((

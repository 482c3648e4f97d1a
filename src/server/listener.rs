//! Gateway server
//!
//! Binds the listener, assembles the router, and owns the state shared by
//! every request handler and relay socket.

use std::future::Future;
use std::net::SocketAddr;
use std::sync::atomic::{AtomicU64, Ordering};
use std::sync::Arc;
use std::time::Duration;

use axum::routing::get;
use axum::Router;
use tokio::net::TcpListener;
use tokio::sync::{OwnedSemaphorePermit, Semaphore, TryAcquireError};
use tower_http::cors::CorsLayer;
use tower_http::trace::TraceLayer;

use crate::error::Result;
use crate::hub::FleetHub;
use crate::server::config::ServerConfig;
use crate::server::{api, socket};

/// State shared by all handlers
#[derive(Clone)]
pub(crate) struct GatewayState {
    pub hub: FleetHub,
    pub ping_interval: Duration,
    pub idle_timeout: Duration,
    next_session_id: Arc<AtomicU64>,
    connection_semaphore: Option<Arc<Semaphore>>,
}

impl GatewayState {
    fn new(config: &ServerConfig, hub: FleetHub) -> Self {
        let connection_semaphore = if config.max_connections > 0 {
            Some(Arc::new(Semaphore::new(config.max_connections)))
        } else {
            None
        };

        Self {
            hub,
            ping_interval: config.ping_interval,
            idle_timeout: config.idle_timeout,
            next_session_id: Arc::new(AtomicU64::new(1)),
            connection_semaphore,
        }
    }

    /// Allocate a session ID for a new relay socket
    pub fn next_session_id(&self) -> u64 {
        self.next_session_id.fetch_add(1, Ordering::Relaxed)
    }

    /// Reserve a relay socket slot
    ///
    /// `Ok(None)` means the server has no connection limit.
    pub fn admit(&self) -> std::result::Result<Option<OwnedSemaphorePermit>, TryAcquireError> {
        match self.connection_semaphore {
            Some(ref sem) => sem.clone().try_acquire_owned().map(Some),
            None => Ok(None),
        }
    }
}

/// Fleet gateway server
pub struct FleetServer {
    config: ServerConfig,
    state: GatewayState,
}

impl FleetServer {
    /// Create a server with fresh services built from `config`
    pub fn new(config: ServerConfig) -> Self {
        let hub = FleetHub::with_config(
            config.devices.clone(),
            config.relay.clone(),
            config.hub.clone(),
        );
        Self::with_hub(config, hub)
    }

    /// Create a server around existing services
    pub fn with_hub(config: ServerConfig, hub: FleetHub) -> Self {
        let state = GatewayState::new(&config, hub);
        Self { config, state }
    }

    /// Get the shared services
    pub fn hub(&self) -> &FleetHub {
        &self.state.hub
    }

    pub fn config(&self) -> &ServerConfig {
        &self.config
    }

    /// Get the bind address
    pub fn bind_addr(&self) -> SocketAddr {
        self.config.bind_addr
    }

    /// Build the router for the request API and relay sockets
    pub fn router(&self) -> Router {
        Router::new()
            .merge(api::routes())
            .route("/ws/{*path}", get(socket::upgrade))
            .layer(TraceLayer::new_for_http())
            .layer(CorsLayer::permissive())
            .with_state(self.state.clone())
    }

    /// Run the server
    ///
    /// This method blocks until the server fails.
    pub async fn run(&self) -> Result<()> {
        self.run_until(std::future::pending()).await
    }

    /// Run the server with graceful shutdown
    pub async fn run_until<F>(&self, shutdown: F) -> Result<()>
    where
        F: Future<Output = ()> + Send + 'static,
    {
        self.config.validate()?;
        let listener = TcpListener::bind(self.config.bind_addr).await?;
        self.serve(listener, shutdown).await
    }

    /// Serve on an already bound listener
    pub async fn serve<F>(&self, listener: TcpListener, shutdown: F) -> Result<()>
    where
        F: Future<Output = ()> + Send + 'static,
    {
        let addr = listener.local_addr()?;
        tracing::info!(
            addr = %addr,
            max_connections = self.config.max_connections,
            producer_policy = ?self.config.relay.producer_policy,
            "Fleet server listening"
        );

        axum::serve(
            listener,
            self.router()
                .into_make_service_with_connect_info::<SocketAddr>(),
        )
        .with_graceful_shutdown(async move {
            shutdown.await;
            tracing::info!("Shutdown signal received");
        })
        .await?;

        Ok(())
    }
}
//! Crate-level error types

/// Error type for server operations
#[derive(Debug, thiserror::Error)]
pub enum Error {
    /// Socket bind/accept failure
    #[error("I/O error: {0}")]
    Io(#[from] std::io::Error),

    /// Configuration rejected by validation
    #[error("invalid configuration: {0}")]
    Config(String),
}

/// Result alias used across the crate
pub type Result<T> = std::result::Result<T, Error>;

))

Return each line of the data above that includes the word "Create".

Response box.
    /// Create a server with fresh services built from `config`
    /// Create a server around existing services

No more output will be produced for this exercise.